* [Task requirements]
Among the entries below, how many lines include "expected"? Give the number alone.

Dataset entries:
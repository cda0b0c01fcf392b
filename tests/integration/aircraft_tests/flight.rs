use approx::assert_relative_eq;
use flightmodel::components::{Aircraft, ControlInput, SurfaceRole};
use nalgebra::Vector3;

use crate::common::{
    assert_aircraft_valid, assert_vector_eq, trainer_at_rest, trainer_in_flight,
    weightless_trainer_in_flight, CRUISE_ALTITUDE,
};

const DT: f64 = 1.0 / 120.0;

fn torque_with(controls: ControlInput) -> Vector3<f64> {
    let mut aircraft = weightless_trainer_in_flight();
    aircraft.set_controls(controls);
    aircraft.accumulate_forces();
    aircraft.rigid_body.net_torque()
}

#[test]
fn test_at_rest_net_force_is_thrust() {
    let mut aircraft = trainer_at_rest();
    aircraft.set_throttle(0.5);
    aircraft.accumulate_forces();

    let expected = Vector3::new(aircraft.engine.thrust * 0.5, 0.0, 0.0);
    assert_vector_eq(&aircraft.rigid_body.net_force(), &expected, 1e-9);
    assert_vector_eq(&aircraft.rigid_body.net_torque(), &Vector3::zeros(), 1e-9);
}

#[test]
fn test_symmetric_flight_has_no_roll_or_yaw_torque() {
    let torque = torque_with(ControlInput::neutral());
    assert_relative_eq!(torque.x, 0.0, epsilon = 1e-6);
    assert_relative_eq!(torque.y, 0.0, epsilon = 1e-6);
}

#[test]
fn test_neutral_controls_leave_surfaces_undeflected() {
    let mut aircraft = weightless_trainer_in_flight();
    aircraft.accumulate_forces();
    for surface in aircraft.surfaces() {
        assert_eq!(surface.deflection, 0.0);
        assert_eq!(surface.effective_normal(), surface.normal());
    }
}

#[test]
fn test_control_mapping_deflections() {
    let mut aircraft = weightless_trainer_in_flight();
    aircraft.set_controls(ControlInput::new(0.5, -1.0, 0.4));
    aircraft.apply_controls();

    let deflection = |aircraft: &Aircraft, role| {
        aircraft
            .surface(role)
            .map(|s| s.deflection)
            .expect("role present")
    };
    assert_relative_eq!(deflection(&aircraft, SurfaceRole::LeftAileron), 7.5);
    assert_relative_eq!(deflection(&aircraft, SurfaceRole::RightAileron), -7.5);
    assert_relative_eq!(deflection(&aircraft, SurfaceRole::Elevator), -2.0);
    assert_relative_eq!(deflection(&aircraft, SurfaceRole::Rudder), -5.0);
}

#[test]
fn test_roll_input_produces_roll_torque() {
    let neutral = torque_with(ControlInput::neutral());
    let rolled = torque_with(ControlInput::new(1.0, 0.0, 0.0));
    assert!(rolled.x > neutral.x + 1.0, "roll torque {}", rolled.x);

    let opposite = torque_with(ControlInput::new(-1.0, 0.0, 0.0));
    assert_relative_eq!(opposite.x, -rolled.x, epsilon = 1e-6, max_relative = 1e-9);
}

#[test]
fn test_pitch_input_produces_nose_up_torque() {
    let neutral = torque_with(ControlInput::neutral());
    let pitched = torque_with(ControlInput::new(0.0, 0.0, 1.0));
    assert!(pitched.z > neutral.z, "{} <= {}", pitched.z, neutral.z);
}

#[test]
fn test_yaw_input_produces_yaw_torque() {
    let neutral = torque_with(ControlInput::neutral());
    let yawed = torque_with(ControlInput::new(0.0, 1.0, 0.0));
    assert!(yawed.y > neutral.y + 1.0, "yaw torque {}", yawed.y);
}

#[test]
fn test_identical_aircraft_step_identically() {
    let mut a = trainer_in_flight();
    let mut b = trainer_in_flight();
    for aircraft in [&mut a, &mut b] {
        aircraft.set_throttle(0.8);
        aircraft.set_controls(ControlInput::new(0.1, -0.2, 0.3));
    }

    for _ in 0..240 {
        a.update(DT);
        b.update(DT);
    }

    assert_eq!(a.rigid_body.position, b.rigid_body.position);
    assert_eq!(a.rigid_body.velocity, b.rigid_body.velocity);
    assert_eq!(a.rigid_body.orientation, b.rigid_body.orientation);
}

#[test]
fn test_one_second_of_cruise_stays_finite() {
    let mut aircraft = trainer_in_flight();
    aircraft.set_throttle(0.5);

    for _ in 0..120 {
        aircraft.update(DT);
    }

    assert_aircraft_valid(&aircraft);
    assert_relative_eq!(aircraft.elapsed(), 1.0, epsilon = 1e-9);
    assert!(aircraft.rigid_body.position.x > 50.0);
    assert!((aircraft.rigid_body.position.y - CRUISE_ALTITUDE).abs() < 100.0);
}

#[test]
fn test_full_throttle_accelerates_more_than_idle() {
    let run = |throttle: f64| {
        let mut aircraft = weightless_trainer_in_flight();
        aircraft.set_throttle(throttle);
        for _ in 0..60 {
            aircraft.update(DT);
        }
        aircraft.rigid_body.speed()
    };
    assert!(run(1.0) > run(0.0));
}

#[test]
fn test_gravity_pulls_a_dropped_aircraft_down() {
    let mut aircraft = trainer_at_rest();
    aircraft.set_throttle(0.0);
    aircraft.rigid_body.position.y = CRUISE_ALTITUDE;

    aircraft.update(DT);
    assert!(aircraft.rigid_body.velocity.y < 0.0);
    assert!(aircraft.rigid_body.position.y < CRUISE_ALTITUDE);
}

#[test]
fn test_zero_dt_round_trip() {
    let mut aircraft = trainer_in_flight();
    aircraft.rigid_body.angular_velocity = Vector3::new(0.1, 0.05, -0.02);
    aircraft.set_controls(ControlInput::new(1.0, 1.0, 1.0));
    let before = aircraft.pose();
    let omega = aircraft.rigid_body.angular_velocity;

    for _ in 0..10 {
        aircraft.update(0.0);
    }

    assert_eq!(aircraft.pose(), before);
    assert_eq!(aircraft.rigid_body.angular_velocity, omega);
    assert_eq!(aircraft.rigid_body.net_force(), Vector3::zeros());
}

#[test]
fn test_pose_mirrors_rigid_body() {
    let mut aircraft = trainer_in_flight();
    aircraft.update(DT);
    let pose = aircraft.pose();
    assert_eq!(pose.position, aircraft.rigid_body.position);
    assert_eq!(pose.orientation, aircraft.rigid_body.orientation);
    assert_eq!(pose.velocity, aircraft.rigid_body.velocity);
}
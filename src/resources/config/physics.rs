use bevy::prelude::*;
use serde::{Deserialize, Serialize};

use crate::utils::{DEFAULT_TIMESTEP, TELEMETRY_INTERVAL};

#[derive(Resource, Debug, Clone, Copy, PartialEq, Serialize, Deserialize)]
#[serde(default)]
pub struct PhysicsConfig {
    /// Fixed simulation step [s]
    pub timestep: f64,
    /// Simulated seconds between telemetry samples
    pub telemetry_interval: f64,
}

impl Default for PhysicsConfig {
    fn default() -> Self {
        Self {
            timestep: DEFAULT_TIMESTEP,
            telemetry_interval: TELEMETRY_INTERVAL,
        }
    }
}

* [Output of the task]
2